Our local solar water heating installer (Liquid Solar) does 2 panel thermal systems for about $5000. In MT they qualify for the 30% federal credit as well as an MT $1000 per couple credit, so end cost comes out $2500 out of pocket. I think we are a bit lucky to have this guy who does great work at somewhat lower than average prices, but shopping around might find a similar guy where you are.

If you went with the heat pump water heater to improve the overall efficiency of making hot water, it would cut the required PV array for water heating about in half, but add a system that is inherently more complex that a whole solar thermal water heating system. Not sure what they cost, but it does seem like it might work out since it would lower the cost and reduce the roof space taken up by PV panels. But, it seems like a much more complicated (overall) system than a solar thermal system.

Tom is mentioned above as a supplier of heat pump water heaters -- he also now offers a $2800 solar thermal hot water system -- http://www.americansolartechnics.com/4.html that is easy to install.

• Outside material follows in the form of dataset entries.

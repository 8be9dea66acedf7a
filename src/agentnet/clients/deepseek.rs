//! DeepSeek wrapper. Reads `DEEPSEEK_API_KEY` at construction time.

use std::env;

use async_trait::async_trait;
use tokio::sync::Mutex;

use crate::agentnet::client_wrapper::{
    ClientError, ClientWrapper, Message, SendError, TokenUsage,
};
use crate::agentnet::clients::openai_compat::OpenAICompatClient;

/// Environment variable holding the DeepSeek API key.
pub const API_KEY_VAR: &str = "DEEPSEEK_API_KEY";

const VENDOR: &str = "DeepSeek";
const BASE_URL: &str = "https://api.deepseek.com";
const URL_PATH: &str = "/chat/completions";

pub enum Model {
    DeepSeekChat,
    DeepSeekReasoner,
}

pub fn model_to_string(model: Model) -> String {
    match model {
        Model::DeepSeekChat => "deepseek-chat".to_string(),
        Model::DeepSeekReasoner => "deepseek-reasoner".to_string(),
    }
}

pub struct DeepSeekClient {
    client: OpenAICompatClient,
}

impl DeepSeekClient {
    /// Build from [`API_KEY_VAR`] with the default model.
    pub fn from_env() -> Result<Self, ClientError> {
        let secret_key =
            env::var(API_KEY_VAR).map_err(|_| ClientError::MissingApiKey(API_KEY_VAR))?;
        Ok(Self::new_with_model_enum(&secret_key, Model::DeepSeekChat))
    }

    pub fn new_with_model_enum(secret_key: &str, model: Model) -> Self {
        Self::new_with_model_string(secret_key, &model_to_string(model))
    }

    pub fn new_with_model_string(secret_key: &str, model_name: &str) -> Self {
        DeepSeekClient {
            client: OpenAICompatClient::new(VENDOR, secret_key, model_name, BASE_URL, URL_PATH),
        }
    }
}

#[async_trait]
impl ClientWrapper for DeepSeekClient {
    fn vendor_name(&self) -> &str {
        self.client.vendor_name()
    }

    fn model_name(&self) -> &str {
        self.client.model_name()
    }

    async fn send_message(&self, messages: &[Message]) -> Result<Message, SendError> {
        self.client.send_message(messages).await
    }

    fn usage_slot(&self) -> Option<&Mutex<Option<TokenUsage>>> {
        self.client.usage_slot()
    }
}
//! Provider specific [`ClientWrapper`](crate::agentnet::client_wrapper::ClientWrapper)
//! implementations.
//!
//! Each submodule offers a concrete client that speaks a particular vendor's
//! API while conforming to the uniform agentnet contract. All three share the
//! OpenAI-compatible transport in [`openai_compat`].

pub mod common;
pub mod http_pool;
pub mod openai_compat;

pub mod deepseek;
pub mod gemini;
pub mod groq;
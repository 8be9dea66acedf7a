//! Groq wrapper. Reads `GROQ_API_KEY` at construction time.

use std::env;

use async_trait::async_trait;
use tokio::sync::Mutex;

use crate::agentnet::client_wrapper::{
    ClientError, ClientWrapper, Message, SendError, TokenUsage,
};
use crate::agentnet::clients::openai_compat::OpenAICompatClient;

/// Environment variable holding the Groq API key.
pub const API_KEY_VAR: &str = "GROQ_API_KEY";

const VENDOR: &str = "Groq";
const BASE_URL: &str = "https://api.groq.com/openai/v1";
const URL_PATH: &str = "/openai/v1/chat/completions";

pub enum Model {
    Llama3370bVersatile,
    Llama318bInstant,
    Gemma29bIt,
}

pub fn model_to_string(model: Model) -> String {
    match model {
        Model::Llama3370bVersatile => "llama-3.3-70b-versatile".to_string(),
        Model::Llama318bInstant => "llama-3.1-8b-instant".to_string(),
        Model::Gemma29bIt => "gemma2-9b-it".to_string(),
    }
}

pub struct GroqClient {
    client: OpenAICompatClient,
}

impl GroqClient {
    /// Build from [`API_KEY_VAR`] with the default model.
    pub fn from_env() -> Result<Self, ClientError> {
        let secret_key =
            env::var(API_KEY_VAR).map_err(|_| ClientError::MissingApiKey(API_KEY_VAR))?;
        Ok(Self::new_with_model_enum(
            &secret_key,
            Model::Llama3370bVersatile,
        ))
    }

    pub fn new_with_model_enum(secret_key: &str, model: Model) -> Self {
        Self::new_with_model_string(secret_key, &model_to_string(model))
    }

    pub fn new_with_model_string(secret_key: &str, model_name: &str) -> Self {
        GroqClient {
            client: OpenAICompatClient::new(VENDOR, secret_key, model_name, BASE_URL, URL_PATH),
        }
    }
}

#[async_trait]
impl ClientWrapper for GroqClient {
    fn vendor_name(&self) -> &str {
        self.client.vendor_name()
    }

    fn model_name(&self) -> &str {
        self.client.model_name()
    }

    async fn send_message(&self, messages: &[Message]) -> Result<Message, SendError> {
        self.client.send_message(messages).await
    }

    fn usage_slot(&self) -> Option<&Mutex<Option<TokenUsage>>> {
        self.client.usage_slot()
    }
}
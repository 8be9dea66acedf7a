use std::sync::Arc;

use async_trait::async_trait;
use axum::http::StatusCode;
use axum_test::TestServer;
use serde_json::{json, Value};

use agentnet::client_wrapper::{ClientWrapper, Message, Role, SendError};
use agentnet::{create_router, AgentRoster, AppState};

struct StubClient {
    vendor: String,
    response: String,
}

#[async_trait]
impl ClientWrapper for StubClient {
    fn vendor_name(&self) -> &str {
        &self.vendor
    }

    fn model_name(&self) -> &str {
        "stub"
    }

    async fn send_message(&self, _messages: &[Message]) -> Result<Message, SendError> {
        Ok(Message {
            role: Role::Assistant,
            content: self.response.clone(),
        })
    }
}

fn stub(vendor: &str, response: &str) -> Option<Arc<dyn ClientWrapper>> {
    Some(Arc::new(StubClient {
        vendor: vendor.to_string(),
        response: response.to_string(),
    }))
}

fn setup_server() -> TestServer {
    let roster = AgentRoster {
        gemini: stub("Gemini", "gemini output"),
        deepseek: stub("DeepSeek", "deepseek output"),
        groq: stub("Groq", "groq output"),
    };

    TestServer::new(create_router(AppState::new(roster))).expect("failed to build test server")
}

async fn create_session(server: &TestServer) -> String {
    let response = server
        .post("/api/start-task")
        .json(&json!({
            "task": "build a landing page",
            "roles": {
                "agent1": "manager",
                "agent2": "researcher",
                "agent3": "designer"
            }
        }))
        .await;

    response.assert_status_ok();
    let body: Value = response.json();
    assert_eq!(body["success"], true);

    body["session_id"]
        .as_str()
        .expect("session_id should be a string")
        .to_string()
}

#[tokio::test]
async fn health_reports_ok() {
    let server = setup_server();

    let response = server.get("/health").await;
    response.assert_status_ok();

    let body: Value = response.json();
    assert_eq!(body["status"], "ok");
}

#[tokio::test]
async fn start_task_creates_a_session() {
    let server = setup_server();

    let session_id = create_session(&server).await;
    assert!(!session_id.is_empty());
}

#[tokio::test]
async fn start_task_rejects_a_blank_task() {
    let server = setup_server();

    let response = server
        .post("/api/start-task")
        .json(&json!({ "task": "   " }))
        .await;

    response.assert_status(StatusCode::INTERNAL_SERVER_ERROR);
    let body: Value = response.json();
    assert_eq!(body["success"], false);
}

#[tokio::test]
async fn streaming_an_unknown_session_is_not_found() {
    let server = setup_server();

    let response = server.get("/api/stream-task/no-such-session").await;
    response.assert_status(StatusCode::NOT_FOUND);

    let body: Value = response.json();
    assert_eq!(body["success"], false);
}

#[tokio::test]
async fn streaming_relays_the_full_event_sequence() {
    let server = setup_server();
    let session_id = create_session(&server).await;

    let response = server
        .get(&format!("/api/stream-task/{}", session_id))
        .await;
    response.assert_status_ok();

    let text = response.text();
    // 3 slots x 4 per-agent phases
    assert_eq!(text.matches(r#""event":"agent_result""#).count(), 12);
    assert_eq!(text.matches(r#""event":"phase_start""#).count(), 5);
    assert_eq!(text.matches(r#""event":"phase_complete""#).count(), 5);
    assert_eq!(text.matches(r#""event":"final_output""#).count(), 1);
    assert!(text.contains(r#""event":"end""#));
    assert!(text.contains("gemini output"));
}

#[tokio::test]
async fn completed_sessions_can_be_streamed_again() {
    let server = setup_server();
    let session_id = create_session(&server).await;

    let first = server
        .get(&format!("/api/stream-task/{}", session_id))
        .await;
    first.assert_status_ok();

    // Re-streaming re-runs the workflow deterministically.
    let second = server
        .get(&format!("/api/stream-task/{}", session_id))
        .await;
    second.assert_status_ok();

    let text = second.text();
    assert_eq!(text.matches(r#""event":"final_output""#).count(), 1);
    assert!(text.contains(r#""event":"end""#));
}
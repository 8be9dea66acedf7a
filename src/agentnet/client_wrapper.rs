//! Uniform contract over the vendor chat clients.
//!
//! A [`ClientWrapper`] hides one vendor's chat-completion API behind a common
//! interface. It keeps no conversation state; the collaboration workflow
//! builds a fresh prompt for every call and the wrapper only ships it to the
//! vendor and hands back the reply.
//!
//! The vendors differ only in configuration (base URL, request path, model
//! identifier, display label); see [`crate::agentnet::clients`] for the three
//! concrete implementations.

use std::error::Error;
use std::fmt;

use async_trait::async_trait;
use tokio::sync::Mutex;

/// System preamble prepended to every request; only the user prompt varies.
pub const SYSTEM_PREAMBLE: &str = "You are a helpful AI agent collaborating with a team.";

/// Represents the possible roles for a message.
#[derive(Clone, Debug, PartialEq, Eq)]
pub enum Role {
    System,
    // a message sent by the workflow on behalf of the user
    User,
    Assistant,
}

/// How many tokens were spent on prompt vs. completion.
#[derive(Clone, Debug)]
pub struct TokenUsage {
    pub input_tokens: usize,
    pub output_tokens: usize,
    pub total_tokens: usize,
}

/// Represents a generic message to be sent to an LLM.
#[derive(Clone, Debug)]
pub struct Message {
    /// The role associated with the message.
    pub role: Role,
    /// The actual content of the message.
    pub content: String,
}

/// Type alias for a Send-able error box.
pub type SendError = Box<dyn Error + Send + Sync>;

/// Construction-time failures, distinct from runtime generation failures.
///
/// A client that cannot be built stays unavailable for the process lifetime;
/// a client that was built but whose calls fail reports those failures as
/// output text (see [`ClientWrapper::generate`]).
#[derive(Debug, Clone, PartialEq, Eq)]
pub enum ClientError {
    /// The named API key environment variable is not set.
    MissingApiKey(&'static str),
}

impl fmt::Display for ClientError {
    fn fmt(&self, f: &mut fmt::Formatter<'_>) -> fmt::Result {
        match self {
            ClientError::MissingApiKey(var) => {
                write!(f, "{} not found in environment variables", var)
            }
        }
    }
}

impl Error for ClientError {}

/// Trait defining the interface to interact with the vendor LLM services.
#[async_trait]
pub trait ClientWrapper: Send + Sync {
    /// Human-readable vendor label used in error outputs (e.g. "Gemini").
    fn vendor_name(&self) -> &str;

    /// Model identifier injected into each request.
    fn model_name(&self) -> &str;

    /// Send a message sequence to the LLM and get a response.
    async fn send_message(&self, messages: &[Message]) -> Result<Message, SendError>;

    /// Wrappers that track token usage return their slot by overriding this.
    fn usage_slot(&self) -> Option<&Mutex<Option<TokenUsage>>> {
        None
    }

    /// Usage from the last `send_message` call, if the wrapper tracks it.
    async fn get_last_usage(&self) -> Option<TokenUsage> {
        match self.usage_slot() {
            Some(slot) => slot.lock().await.clone(),
            None => None,
        }
    }

    /// Generate a reply for a single prompt.
    ///
    /// The fixed [`SYSTEM_PREAMBLE`] is prepended; only `prompt` varies per
    /// call. This method never fails past its boundary: any transport or
    /// vendor error is rendered into the returned string, prefixed with the
    /// vendor name so the failing agent is identifiable in workflow output.
    async fn generate(&self, prompt: &str) -> String {
        let messages = [
            Message {
                role: Role::System,
                content: SYSTEM_PREAMBLE.to_string(),
            },
            Message {
                role: Role::User,
                content: prompt.to_string(),
            },
        ];

        match self.send_message(&messages).await {
            Ok(reply) => {
                if let Some(usage) = self.get_last_usage().await {
                    log::debug!(
                        "{} ({}) replied, {} tokens total",
                        self.vendor_name(),
                        self.model_name(),
                        usage.total_tokens
                    );
                }
                reply.content
            }
            Err(err) => format!("Error from {} Agent: {}", self.vendor_name(), err),
        }
    }

    /// Blocking form of [`generate`](ClientWrapper::generate) for non-async
    /// callers. Spins up a one-off runtime; must not be called from inside a
    /// tokio runtime.
    fn generate_blocking(&self, prompt: &str) -> String {
        match tokio::runtime::Runtime::new() {
            Ok(rt) => rt.block_on(self.generate(prompt)),
            Err(err) => format!("Error from {} Agent: {}", self.vendor_name(), err),
        }
    }
}
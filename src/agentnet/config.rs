//! Environment-driven server configuration.
//!
//! Listen address comes from `HOST` / `PORT`; the vendor API keys are read
//! separately by the client constructors (see
//! [`crate::agentnet::clients`]).

use std::env;

/// Listen address configuration.
#[derive(Debug, Clone)]
pub struct ServerConfig {
    pub host: String,
    pub port: u16,
}

impl ServerConfig {
    /// Read `HOST` and `PORT`, falling back to `0.0.0.0:5000`.
    pub fn from_env() -> Self {
        let host = env::var("HOST").unwrap_or_else(|_| "0.0.0.0".to_string());
        let port = env::var("PORT")
            .ok()
            .and_then(|p| p.parse().ok())
            .unwrap_or(5000);

        ServerConfig { host, port }
    }

    pub fn addr(&self) -> String {
        format!("{}:{}", self.host, self.port)
    }
}

impl Default for ServerConfig {
    fn default() -> Self {
        ServerConfig {
            host: "0.0.0.0".to_string(),
            port: 5000,
        }
    }
}
//! Google Gemini wrapper.
//!
//! Talks to the OpenAI-compatible surface of the Generative Language API.
//! The API key is read from `GEMINI_API_KEY` at construction time.

use std::env;

use async_trait::async_trait;
use tokio::sync::Mutex;

use crate::agentnet::client_wrapper::{
    ClientError, ClientWrapper, Message, SendError, TokenUsage,
};
use crate::agentnet::clients::openai_compat::OpenAICompatClient;

/// Environment variable holding the Gemini API key.
pub const API_KEY_VAR: &str = "GEMINI_API_KEY";

const VENDOR: &str = "Gemini";
const BASE_URL: &str = "https://generativelanguage.googleapis.com/v1beta/";
const URL_PATH: &str = "/v1beta/chat/completions";

/// Gemini chat models reachable through the OpenAI-compatible endpoint.
pub enum Model {
    Gemini20FlashExp,
    Gemini20Flash,
    Gemini25Flash,
    Gemini25Pro,
}

pub fn model_to_string(model: Model) -> String {
    match model {
        Model::Gemini20FlashExp => "gemini-2.0-flash-exp".to_string(),
        Model::Gemini20Flash => "gemini-2.0-flash".to_string(),
        Model::Gemini25Flash => "gemini-2.5-flash".to_string(),
        Model::Gemini25Pro => "gemini-2.5-pro".to_string(),
    }
}

pub struct GeminiClient {
    client: OpenAICompatClient,
}

impl GeminiClient {
    /// Build from [`API_KEY_VAR`] with the default model.
    ///
    /// A missing key is a construction-time error; the vendor slot then stays
    /// unavailable for the process lifetime, which is distinct from a runtime
    /// generation failure.
    pub fn from_env() -> Result<Self, ClientError> {
        let secret_key =
            env::var(API_KEY_VAR).map_err(|_| ClientError::MissingApiKey(API_KEY_VAR))?;
        Ok(Self::new_with_model_enum(
            &secret_key,
            Model::Gemini20FlashExp,
        ))
    }

    pub fn new_with_model_enum(secret_key: &str, model: Model) -> Self {
        Self::new_with_model_string(secret_key, &model_to_string(model))
    }

    pub fn new_with_model_string(secret_key: &str, model_name: &str) -> Self {
        GeminiClient {
            client: OpenAICompatClient::new(VENDOR, secret_key, model_name, BASE_URL, URL_PATH),
        }
    }
}

#[async_trait]
impl ClientWrapper for GeminiClient {
    fn vendor_name(&self) -> &str {
        self.client.vendor_name()
    }

    fn model_name(&self) -> &str {
        self.client.model_name()
    }

    async fn send_message(&self, messages: &[Message]) -> Result<Message, SendError> {
        self.client.send_message(messages).await
    }

    fn usage_slot(&self) -> Option<&Mutex<Option<TokenUsage>>> {
        self.client.usage_slot()
    }
}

It seems to me that there are only two reasons that a PV system for hot water is even in the running at all are:
- The solar thermal systems are a lot more expensive than they should be. The solar thermal industry just seems stuck in the three decade old mud, and has just not improved the competitiveness of the system over the years. One indication of this is that you can do a good DIY system for a bit over $1000 while commercial systems are up towards $8000. There are some signs of change here, like Tom's system, and the Fafco system -- hopefully more coming. This is one I'm working on: http://www.builditsolar.com/Experimental/OffShelfDHW/OffShelfSolarDHWV2.htm

- The netmetering system that PV systems benefit from. This basically "makes" your utility pay you full retail price for any electricity you generate that is in excess of your current needs. It allows you to bank energy in the summer against shortfalls in the winter. This is an great deal for PV owners and a poor deal for utilities as they could buy the same power delivered exactly when they need it for about half that price. It basically amounts to a subsidy to customers with PV that is paid by the other utility customers who don't have PV. Its an encouragement for people to put PV systems in, and I think that's good. But, utilities are only obligated to do this until PV grows to a certain percentage of their demand -- often 2%. Some areas are bumping this limit and in these areas utilities are wanting to renegotiate the deal.


Just as an aside, you can size solar thermal systems to provide near 100% hot water for the full year by somewhat oversizing the collector, going to a higher tilt angle that is more optimum for winter, and less likely to overheat in the summer, and using a larger storage tank. In my current system, the collectors are vertical and oversize and they do quite well in the winter -- when I checked earlier today, the solar tank was at 161F. I doubt if I have more than 4 or 5 days a year when my tank temperature drops below 110F.

You mentioned water supply temperature variation over the year. I was not able to find much on that in a quick search. Ours is from a well and hardly varies at all. How much does your's vary?

Gary




















The temperature of groundwater fluctuates considerably less than air
temperature because groundwater is insulated from surface-temperature
extremes. Groundwater temperatures remain fairly constant throughout
the year. This property makes groundwater useful for heating and cooling
systems. Groundwater is warmer than the air in the winter and cooler
than the air in the summer


----------



## peakbagger (Nov 20, 2012)

As for adequate winter hot water I guess it  depends on what type of SHW panel. My flat plate AET panels are way down on the efficiency curve at 80 degree differential between the outside temp and the panel outlet temp. If I went evacutated tubes I could go much higher albeit at higher initial installed cost. Tom's heater is effectively a flat plate so its down in the 80 degree F differential before it runs off the curve. In Northern NH I do get a four  months of 30 degree weather or below. If I assume zero differential between the glycol temp and the hot water, that means 100 deg F hot water which is border line for my use as there is some stratification in the tank. This is with my collectors mounted at latitude minus 15 degree so I have them set to optimize winter production. I expect if I got close to stagnating the system I might be able to get a bit more temp but for most they would need to supplement. During the summer the system bascially sits there generating way to much heat that I have to manage.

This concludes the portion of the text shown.